VACCINE-INDUCED IMMUNE THROMBOTIC THROMBOCYTOPENIA: A POSSIBLE PATHOGENETIC ROLE OF CHADOX1 NCOV- 19 VACCINE ENCODED SOLUBLE SARS-COV-2 SPIKE PROTEIN

Background and aims: Vaccine-induced immune thrombotic thrombocytopenia (VITT) is a rare syndrome of unclear aetiology occurring after vaccinations against COVID-19. The aim of this study was to investigate the DNA vaccine-encoded Sars-cov-2 soluble spike protein (SP) as a potential trigger of platelet activation in VITT. Methods: We studied three VITT patients and seven healthy controls (HCs) within 3 weeks from the first dose of ChAdOx1 nCoV-19. Serum levels of SP, soluble angiotensin-converting enzyme 2 (sACE2), and platelet response to VITT serum stimulation were studied. A thrombus retrieved from middle cerebral artery during mechanical thrombectomy of one VITT patient, was analysed by immunohistochemistry for SP and ACE2. Neutrophil extracellular traps (NETs) markers and coagulation parameters were also measured.
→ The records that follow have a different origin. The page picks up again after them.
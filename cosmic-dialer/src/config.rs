//! Dialer Configuration
//!
//! Configuration management for the COSMIC dialer, stored as TOML under
//! `~/.config/cosmic/cosmic-dialer/dialer.toml`.

use anyhow::{Context, Result};
use cosmic_dialer_core::source::DEFAULT_PAGE_SIZE;
use cosmic_dialer_core::{CallTimings, DialerError, ThemeVariant};
use serde::{Deserialize, Serialize};
use std::fs;
use std::path::{Path, PathBuf};
use std::time::Duration;

const CONFIG_FILE: &str = "dialer.toml";

/// Dialer configuration
#[derive(Debug, Clone, Serialize, Deserialize)]
pub struct Config {
    /// Contact list configuration
    #[serde(default)]
    pub contacts: ContactsConfig,

    /// Call timing and audio configuration
    #[serde(default)]
    pub call: CallConfig,

    /// Appearance configuration
    #[serde(default)]
    pub appearance: AppearanceConfig,

    /// Storage paths
    #[serde(default)]
    pub paths: PathConfig,
}

/// Contact list configuration
#[derive(Debug, Clone, Serialize, Deserialize)]
pub struct ContactsConfig {
    /// JSON page to read contacts from (built-in sample list if unset)
    #[serde(default)]
    pub source_path: Option<PathBuf>,

    /// Number of contacts per page
    #[serde(default = "default_page_size")]
    pub page_size: usize,

    /// Minimum time the refresh indicator stays visible, in milliseconds
    #[serde(default = "default_refresh_delay")]
    pub refresh_delay_ms: u64,
}

/// Call configuration
#[derive(Debug, Clone, Serialize, Deserialize)]
pub struct CallConfig {
    /// Seconds a call may stay connecting before it fails
    #[serde(default = "default_connect_timeout")]
    pub connect_timeout_secs: u64,

    /// Seconds the failure message stays on screen
    #[serde(default = "default_failure_display")]
    pub failure_display_secs: u64,

    /// Seconds between hang-up and leaving the call screen with native audio
    #[serde(default = "default_end_delay_native")]
    pub end_delay_native_secs: u64,

    /// Seconds between hang-up and leaving the call screen without native audio
    #[serde(default = "default_end_delay_fallback")]
    pub end_delay_fallback_secs: u64,

    /// Play ringback and end tones
    ///
    /// When disabled, calls connect immediately and hang-up vibrates instead.
    #[serde(default = "default_true")]
    pub native_audio: bool,

    /// Simulated time until the ringback tone is ready, in milliseconds
    #[serde(default = "default_ringback_latency")]
    pub ringback_latency_ms: u64,
}

/// Appearance configuration
#[derive(Debug, Clone, Default, Serialize, Deserialize)]
pub struct AppearanceConfig {
    /// Initial theme (light or dark)
    #[serde(default)]
    pub theme: ThemeVariant,
}

/// Storage paths configuration
#[derive(Debug, Clone, Serialize, Deserialize)]
pub struct PathConfig {
    /// Configuration directory
    pub config_dir: PathBuf,
}

fn default_page_size() -> usize {
    DEFAULT_PAGE_SIZE
}

fn default_refresh_delay() -> u64 {
    2000
}

fn default_connect_timeout() -> u64 {
    60
}

fn default_failure_display() -> u64 {
    3
}

fn default_end_delay_native() -> u64 {
    2
}

fn default_end_delay_fallback() -> u64 {
    5
}

fn default_ringback_latency() -> u64 {
    1500
}

fn default_true() -> bool {
    true
}

impl Default for ContactsConfig {
    fn default() -> Self {
        Self {
            source_path: None,
            page_size: default_page_size(),
            refresh_delay_ms: default_refresh_delay(),
        }
    }
}

impl Default for CallConfig {
    fn default() -> Self {
        Self {
            connect_timeout_secs: default_connect_timeout(),
            failure_display_secs: default_failure_display(),
            end_delay_native_secs: default_end_delay_native(),
            end_delay_fallback_secs: default_end_delay_fallback(),
            native_audio: true,
            ringback_latency_ms: default_ringback_latency(),
        }
    }
}

impl Default for Config {
    fn default() -> Self {
        Self {
            contacts: ContactsConfig::default(),
            call: CallConfig::default(),
            appearance: AppearanceConfig::default(),
            paths: PathConfig::default(),
        }
    }
}

impl Default for PathConfig {
    fn default() -> Self {
        Self {
            config_dir: default_config_dir(),
        }
    }
}

fn default_config_dir() -> PathBuf {
    dirs::config_dir()
        .unwrap_or_else(|| PathBuf::from(".config"))
        .join("cosmic")
        .join("cosmic-dialer")
}

impl ContactsConfig {
    /// Get refresh delay as Duration
    pub fn refresh_delay(&self) -> Duration {
        Duration::from_millis(self.refresh_delay_ms)
    }
}

impl CallConfig {
    /// Get simulated ringback latency as Duration
    pub fn ringback_latency(&self) -> Duration {
        Duration::from_millis(self.ringback_latency_ms)
    }

    /// Build session timings from the configured values
    pub fn timings(&self) -> CallTimings {
        CallTimings {
            connect_timeout: Duration::from_secs(self.connect_timeout_secs),
            failure_display: Duration::from_secs(self.failure_display_secs),
            end_delay_native: Duration::from_secs(self.end_delay_native_secs),
            end_delay_fallback: Duration::from_secs(self.end_delay_fallback_secs),
            ..CallTimings::default()
        }
    }
}

impl Config {
    /// Load configuration from file, creating default if not found
    pub fn load() -> Result<Self> {
        Self::load_from(&default_config_dir())
    }

    /// Load configuration from a directory, creating default if not found
    pub fn load_from(config_dir: &Path) -> Result<Self> {
        let config_path = config_dir.join(CONFIG_FILE);

        if config_path.exists() {
            let contents =
                fs::read_to_string(&config_path).context("Failed to read config file")?;
            let mut config: Config =
                toml::from_str(&contents).context("Failed to parse config file")?;
            config
                .validate()
                .with_context(|| format!("Invalid config file {}", config_path.display()))?;
            // Saved back to the file it was read from
            config.paths.config_dir = config_dir.to_path_buf();
            Ok(config)
        } else {
            let mut config = Config::default();
            config.paths.config_dir = config_dir.to_path_buf();
            config.save()?;
            tracing::info!("Created default configuration at {}", config_path.display());
            Ok(config)
        }
    }

    /// Save configuration to file
    pub fn save(&self) -> Result<()> {
        fs::create_dir_all(&self.paths.config_dir).context("Failed to create config directory")?;

        let config_path = self.config_path();
        let contents = toml::to_string_pretty(self).context("Failed to serialize config")?;
        fs::write(&config_path, contents).context("Failed to write config file")?;

        Ok(())
    }

    pub fn config_path(&self) -> PathBuf {
        self.paths.config_dir.join(CONFIG_FILE)
    }

    fn validate(&self) -> cosmic_dialer_core::Result<()> {
        if self.contacts.page_size == 0 {
            return Err(DialerError::configuration("contacts.page_size must be at least 1"));
        }
        if self.call.connect_timeout_secs == 0 {
            return Err(DialerError::configuration(
                "call.connect_timeout_secs must be at least 1",
            ));
        }
        Ok(())
    }
}

#[cfg(test)]
mod tests {
    use super::*;
    use tempfile::TempDir;

    #[test]
    fn test_default_config() {
        let config = Config::default();
        assert_eq!(config.contacts.page_size, 20);
        assert_eq!(config.contacts.refresh_delay(), Duration::from_secs(2));
        assert!(config.call.native_audio);
        assert_eq!(config.call.timings(), CallTimings::default());
        assert_eq!(config.appearance.theme, ThemeVariant::Light);
    }

    #[test]
    fn test_load_creates_default_file() {
        let dir = TempDir::new().unwrap();

        let config = Config::load_from(dir.path()).unwrap();
        assert!(dir.path().join("dialer.toml").exists());
        assert_eq!(config.paths.config_dir, dir.path());
    }

    #[test]
    fn test_partial_file_uses_defaults() {
        let dir = TempDir::new().unwrap();
        let contents = format!(
            "[call]\nnative_audio = false\nconnect_timeout_secs = 30\n\n\
             [appearance]\ntheme = \"dark\"\n\n\
             [paths]\nconfig_dir = {:?}\n",
            dir.path()
        );
        fs::write(dir.path().join("dialer.toml"), contents).unwrap();

        let config = Config::load_from(dir.path()).unwrap();
        assert!(!config.call.native_audio);
        assert_eq!(config.call.timings().connect_timeout, Duration::from_secs(30));
        assert_eq!(config.call.end_delay_fallback_secs, 5);
        assert_eq!(config.appearance.theme, ThemeVariant::Dark);
        assert_eq!(config.contacts.page_size, 20);
    }

    #[test]
    fn test_rejects_zero_page_size() {
        let dir = TempDir::new().unwrap();
        fs::write(dir.path().join("dialer.toml"), "[contacts]\npage_size = 0\n").unwrap();

        let error = Config::load_from(dir.path()).unwrap_err();
        let cause = error.downcast_ref::<DialerError>().unwrap();
        assert!(matches!(cause, DialerError::Configuration(_)));
        assert!(cause.to_string().contains("contacts.page_size"));
    }

    #[test]
    fn test_rejects_zero_connect_timeout() {
        let mut config = Config::default();
        config.call.connect_timeout_secs = 0;

        let error = config.validate().unwrap_err();
        assert!(matches!(error, DialerError::Configuration(_)));
    }

    #[test]
    fn test_file_without_paths_section() {
        let dir = TempDir::new().unwrap();
        fs::write(
            dir.path().join("dialer.toml"),
            "[contacts]\npage_size = 5\n\n[call]\nnative_audio = false\n",
        )
        .unwrap();

        let config = Config::load_from(dir.path()).unwrap();
        assert_eq!(config.contacts.page_size, 5);
        assert!(!config.call.native_audio);
        assert_eq!(config.paths.config_dir, dir.path());
        assert_eq!(config.config_path(), dir.path().join("dialer.toml"));
    }
}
Results: We detected SP and sACE2 in all VITT patients, and in two and three out of 7 HCs, respectively. VITT sera markedly activated platelets and this activation was inhibited by both anti-SP and anti-FcγRIIA blocking antibodies. The retrieved thrombus showed positive immunohistochemical labelling of platelets using an anti-SP antibody with reduced ACE2 expression, compared to a thrombus from a pre-pandemic stroke patient. Markers of endothelial dysfunction, NETs and hypercoagulability state were present in VITT sera. Conclusions: The present data provide first evidence that DNA vaccineencoded Sars-cov-2 SP is detectable in VITT sera (up to several weeks post-vaccination) and in a platelet-rich thrombus, and suggest that SP may contribute to the initial platelet stimulation in VITT patients. Anti-PF4/ polyanion antibodies development could represent an epiphenomenon, which amplifies platelet aggregation, NETosis, and coagulation cascade.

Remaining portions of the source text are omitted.